Intel Updates Compilers For Multicore CPUs
Threaded writes with news from Ars that Intel has announced major updates to its C++ and Fortran tools. The new compilers are Intel's first that are capable of doing thread-level optimization and auto-vectorization simultaneously in a single pass. "On the data parallelism side, the Intel C++ Compiler and Fortran Professional Editions both sport improved auto-vectorization features that can target Intel's new SSE4 extensions. For thread-level parallelism, the compilers support the use of Intel's Thread Building Blocks for automatic thread-level optimization that takes place simultaneously with auto-vectorization... Intel is encouraging the widespread use of its Intel Threading Tools as an interface to its multicore processors. As the company raises the core count with each generation of new products, it will get harder and harder for programmers to manage the complexity associated with all of that available parallelism. So the Thread Building Blocks are Intel's attempt to insert a stable layer of abstraction between the programmer and the processor so that code scales less painfully with the number of cores."
...briefly translate this article into cretin for me, so that I can understand a bit more of why it's so cool?
u-bend
Translation: "They have made improvements that can better translate regularly programmed code into machine code that can run faster on their CPU's".

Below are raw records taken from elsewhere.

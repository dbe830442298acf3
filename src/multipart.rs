//! multipart upload engine
//!
//! See <https://docs.aws.amazon.com/AmazonS3/latest/API/API_CreateMultipartUpload.html>
//!
//! [`MultipartUpload`] is a buffered byte sink. Writes fill a
//! fixed-size buffer; each time the buffer fills, a part upload is
//! dispatched as a background task through the signing middleware while
//! the writer keeps accepting bytes. `close` flushes the tail, waits
//! for every part, and commits the upload with the completion XML.

use crate::errors::{error_from_response, error_from_response_code, S3Error, S3Result};
use crate::service::SigningClient;
use crate::utils::xml::{find_element, parse_error_response, XmlWriterExt};
use crate::{Body, Request, Response};

use std::mem;
use std::sync::{Arc, Mutex, PoisonError};

use futures::stream::{FuturesUnordered, StreamExt};
use hyper::header::ETAG;
use hyper::{Method, StatusCode, Uri};
use tokio::sync::Semaphore;
use tokio::task::JoinHandle;
use tracing::{debug, warn};
use xml::writer::EventWriter;

/// minimum part size accepted by S3
const MIN_PART_SIZE: usize = 5 * 1024 * 1024;

/// default part size
const DEFAULT_PART_SIZE: usize = 8 * 1024 * 1024;

/// default number of concurrent part uploads
const DEFAULT_PART_CONCURRENCY: usize = 4;

/// hard cap on part numbers
const MAX_PARTS: u32 = 10_000;

/// S3 xml namespace
const S3_XML_NS: &str = "http://s3.amazonaws.com/doc/2006-03-01/";

/// Multipart upload tuning.
#[derive(Debug, Clone)]
pub struct MultipartConfig {
    /// part buffer size in bytes; every part except the last has
    /// exactly this size
    pub part_size: usize,
    /// max number of in-flight part uploads
    pub part_concurrency: usize,
}

impl Default for MultipartConfig {
    fn default() -> Self {
        Self {
            part_size: DEFAULT_PART_SIZE,
            part_concurrency: DEFAULT_PART_CONCURRENCY,
        }
    }
}
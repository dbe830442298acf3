//! `Also` trait

/// Extends all sized types with an `also` method
pub trait Also: Sized {
    /// mutate self by `f` and return self
    #[inline]
    fn also(mut self, f: impl FnOnce(&mut Self)) -> Self {
        f(&mut self);
        self
    }

    /// try to mutate self by `f` and return `Result<Self, E>`
    #[inline]
    fn try_also<E>(mut self, f: impl FnOnce(&mut Self) -> Result<(), E>) -> Result<Self, E> {
        f(&mut self)?;
        Ok(self)
    }
}

impl<T: Sized> Also for T {}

Hopefully, your games will be out faster, and run more realistic (in terms of AI and graphics) because programmers will spend less time making sure their code makes full use of the features of the CPU(s).
We see Intel mainly as a CPU/chipset maker, but don't pay much attention to their software side. I believe they are one of the largest software development companies in the world. Between drivers, compilers, and all the other goodies to support all their hardware, they spend a lot of time doing software development.
And as much as they develop compilers to optimize code for Intel CPUs, the code most of the time will also see a speed increase on AMD CPUs as well. Who else do you want developing a compiler but the people who made the hardware it's running on.
Its not what it is, its something else.
Will they add these features to GCC or make docs available so others can?
From Wikipedia:Moore's Law is the empirical observation made in 1965 that the number of transistors on an integrated circuit for minimum component cost doubles every 24 months
Alrighty, then. It's been a while since my CS classes. How does that apply to software? Does he mean that instead of increasing transistors on a single chip, the transistors are virtually increasing by using multiple cores?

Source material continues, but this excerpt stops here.